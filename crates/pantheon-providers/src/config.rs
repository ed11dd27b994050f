//! Configuration loading and provider factory.

use std::collections::HashMap;
use std::path::{Path, PathBuf};
use std::sync::Arc;
use std::time::Duration;

use anyhow::{Context, Result};
use serde::{Deserialize, Serialize};

use pantheon_core::engine::QuizEngineConfig;
use pantheon_core::traits::LlmProvider;

use crate::ollama::OllamaProvider;
use crate::openai::OpenAiProvider;
use crate::retry::RetryingProvider;

/// Configuration for a single LLM provider.
///
/// Debug output masks API keys.
#[derive(Clone, Serialize, Deserialize)]
#[serde(tag = "type", rename_all = "lowercase")]
pub enum ProviderConfig {
    OpenAI {
        api_key: String,
        #[serde(default)]
        base_url: Option<String>,
        #[serde(default)]
        org_id: Option<String>,
        #[serde(default)]
        timeout_secs: Option<u64>,
    },
    Ollama {
        #[serde(default = "default_ollama_url")]
        base_url: String,
        #[serde(default)]
        timeout_secs: Option<u64>,
    },
}

impl std::fmt::Debug for ProviderConfig {
    fn fmt(&self, f: &mut std::fmt::Formatter<'_>) -> std::fmt::Result {
        match self {
            ProviderConfig::OpenAI {
                api_key: _,
                base_url,
                org_id,
                timeout_secs,
            } => f
                .debug_struct("OpenAI")
                .field("api_key", &"***")
                .field("base_url", base_url)
                .field("org_id", org_id)
                .field("timeout_secs", timeout_secs)
                .finish(),
            ProviderConfig::Ollama {
                base_url,
                timeout_secs,
            } => f
                .debug_struct("Ollama")
                .field("base_url", base_url)
                .field("timeout_secs", timeout_secs)
                .finish(),
        }
    }
}

fn default_ollama_url() -> String {
    "http://localhost:11434".to_string()
}

/// HTTP listener settings.
#[derive(Debug, Clone, Serialize, Deserialize)]
pub struct ServerConfig {
    #[serde(default = "default_host")]
    pub host: String,
    #[serde(default = "default_port")]
    pub port: u16,
}

impl Default for ServerConfig {
    fn default() -> Self {
        Self {
            host: default_host(),
            port: default_port(),
        }
    }
}

fn default_host() -> String {
    "127.0.0.1".to_string()
}
fn default_port() -> u16 {
    8080
}

/// Top-level pantheon configuration.
#[derive(Debug, Clone, Serialize, Deserialize)]
pub struct PantheonConfig {
    /// Provider configurations keyed by name.
    #[serde(default)]
    pub providers: HashMap<String, ProviderConfig>,
    /// Provider used for generation.
    #[serde(default = "default_provider")]
    pub default_provider: String,
    /// Model passed to the provider.
    #[serde(default = "default_model")]
    pub default_model: String,
    #[serde(default = "default_temperature")]
    pub temperature: f64,
    #[serde(default = "default_max_tokens")]
    pub max_tokens: u32,
    /// Max retries on transient provider errors.
    #[serde(default = "default_retries")]
    pub max_retries: u32,
    /// Initial delay between retries in milliseconds.
    #[serde(default = "default_retry_delay")]
    pub retry_delay_ms: u64,
    #[serde(default)]
    pub server: ServerConfig,
}

fn default_provider() -> String {
    "openai".to_string()
}
fn default_model() -> String {
    "gpt-4o-mini".to_string()
}
fn default_temperature() -> f64 {
    0.7
}
fn default_max_tokens() -> u32 {
    2048
}
fn default_retries() -> u32 {
    3
}
fn default_retry_delay() -> u64 {
    1000
}

impl Default for PantheonConfig {
    fn default() -> Self {
        Self {
            providers: HashMap::new(),
            default_provider: default_provider(),
            default_model: default_model(),
            temperature: default_temperature(),
            max_tokens: default_max_tokens(),
            max_retries: default_retries(),
            retry_delay_ms: default_retry_delay(),
            server: ServerConfig::default(),
        }
    }
}

impl PantheonConfig {
    /// Engine settings derived from this configuration.
    pub fn engine_config(&self) -> QuizEngineConfig {
        QuizEngineConfig {
            model: self.default_model.clone(),
            temperature: self.temperature,
            max_tokens: self.max_tokens,
            system_prompt_override: None,
        }
    }
}

/// Resolve environment variable references like `${VAR_NAME}` in a string.
/// Unset variables resolve to the empty string.
fn resolve_env_vars(s: &str) -> String {
    let mut result = s.to_string();
    while let Some(start) = result.find("${") {
        let Some(end) = result[start..].find('}') else {
            break;
        };
        let var_name = &result[start + 2..start + end];
        let value = std::env::var(var_name).unwrap_or_default();
        result = format!("{}{}{}", &result[..start], value, &result[start + end + 1..]);
    }
    result
}

fn resolve_provider_config(config: &ProviderConfig) -> ProviderConfig {
    match config {
        ProviderConfig::OpenAI {
            api_key,
            base_url,
            org_id,
            timeout_secs,
        } => ProviderConfig::OpenAI {
            api_key: resolve_env_vars(api_key),
            base_url: base_url.as_deref().map(resolve_env_vars),
            org_id: org_id.as_deref().map(resolve_env_vars),
            timeout_secs: *timeout_secs,
        },
        ProviderConfig::Ollama {
            base_url,
            timeout_secs,
        } => ProviderConfig::Ollama {
            base_url: resolve_env_vars(base_url),
            timeout_secs: *timeout_secs,
        },
    }
}

/// Load configuration from well-known paths.
///
/// Search order:
/// 1. `pantheon.toml` in the current directory
/// 2. `~/.config/pantheon/config.toml`
///
/// `PANTHEON_OPENAI_KEY` overrides the key of the `openai` provider,
/// creating that provider if it is not configured.
pub fn load_config() -> Result<PantheonConfig> {
    load_config_from(None)
}

/// Load config from an explicit path, or search the default locations.
pub fn load_config_from(path: Option<&Path>) -> Result<PantheonConfig> {
    let config_path = match path {
        Some(p) if p.exists() => Some(p.to_path_buf()),
        Some(p) => anyhow::bail!("config file not found: {}", p.display()),
        None => {
            let local = PathBuf::from("pantheon.toml");
            if local.exists() {
                Some(local)
            } else {
                dirs_path()
                    .map(|dir| dir.join("config.toml"))
                    .filter(|global| global.exists())
            }
        }
    };

    let mut config = match config_path {
        Some(path) => {
            tracing::debug!(path = %path.display(), "loading config");
            let content = std::fs::read_to_string(&path)
                .with_context(|| format!("failed to read config: {}", path.display()))?;
            toml::from_str::<PantheonConfig>(&content)
                .with_context(|| format!("failed to parse config: {}", path.display()))?
        }
        None => PantheonConfig::default(),
    };

    if let Ok(key) = std::env::var("PANTHEON_OPENAI_KEY") {
        apply_openai_key(&mut config, key);
    }

    config.providers = config
        .providers
        .iter()
        .map(|(k, v)| (k.clone(), resolve_provider_config(v)))
        .collect();

    Ok(config)
}

fn apply_openai_key(config: &mut PantheonConfig, key: String) {
    let entry = config
        .providers
        .entry("openai".into())
        .or_insert(ProviderConfig::OpenAI {
            api_key: String::new(),
            base_url: None,
            org_id: None,
            timeout_secs: None,
        });
    if let ProviderConfig::OpenAI { api_key, .. } = entry {
        *api_key = key;
    }
}

fn dirs_path() -> Option<PathBuf> {
    std::env::var("HOME")
        .ok()
        .map(|h| PathBuf::from(h).join(".config").join("pantheon"))
}

/// Create a provider instance from its configuration.
pub fn create_provider(config: &ProviderConfig) -> Result<Box<dyn LlmProvider>> {
    match config {
        ProviderConfig::OpenAI {
            api_key,
            base_url,
            org_id,
            timeout_secs,
        } => Ok(Box::new(OpenAiProvider::with_timeout(
            api_key,
            base_url.clone(),
            org_id.clone(),
            timeout_secs.unwrap_or(crate::openai::DEFAULT_TIMEOUT_SECS),
        )?)),
        ProviderConfig::Ollama {
            base_url,
            timeout_secs,
        } => Ok(Box::new(OllamaProvider::with_timeout(
            base_url,
            timeout_secs.unwrap_or(crate::ollama::DEFAULT_TIMEOUT_SECS),
        )?)),
    }
}

/// Build the named provider (or the default one), wrapped with retries.
pub fn build_provider(config: &PantheonConfig, name: Option<&str>) -> Result<Arc<dyn LlmProvider>> {
    let name = name.unwrap_or(config.default_provider.as_str());
    let Some(provider_config) = config.providers.get(name) else {
        anyhow::bail!(
            "provider '{}' not found in config. Available: {:?}. Run `pantheon init` to create a config file.",
            name,
            config.providers.keys().collect::<Vec<_>>()
        );
    };

    let provider: Arc<dyn LlmProvider> = Arc::from(create_provider(provider_config)?);
    Ok(Arc::new(RetryingProvider::new(
        provider,
        config.max_retries,
        Duration::from_millis(config.retry_delay_ms),
    )))
}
++++++++
• Task objective:
Tally up the lines holding the string "settings" in this listing, and report the total alone.

• Answer to this problem:
2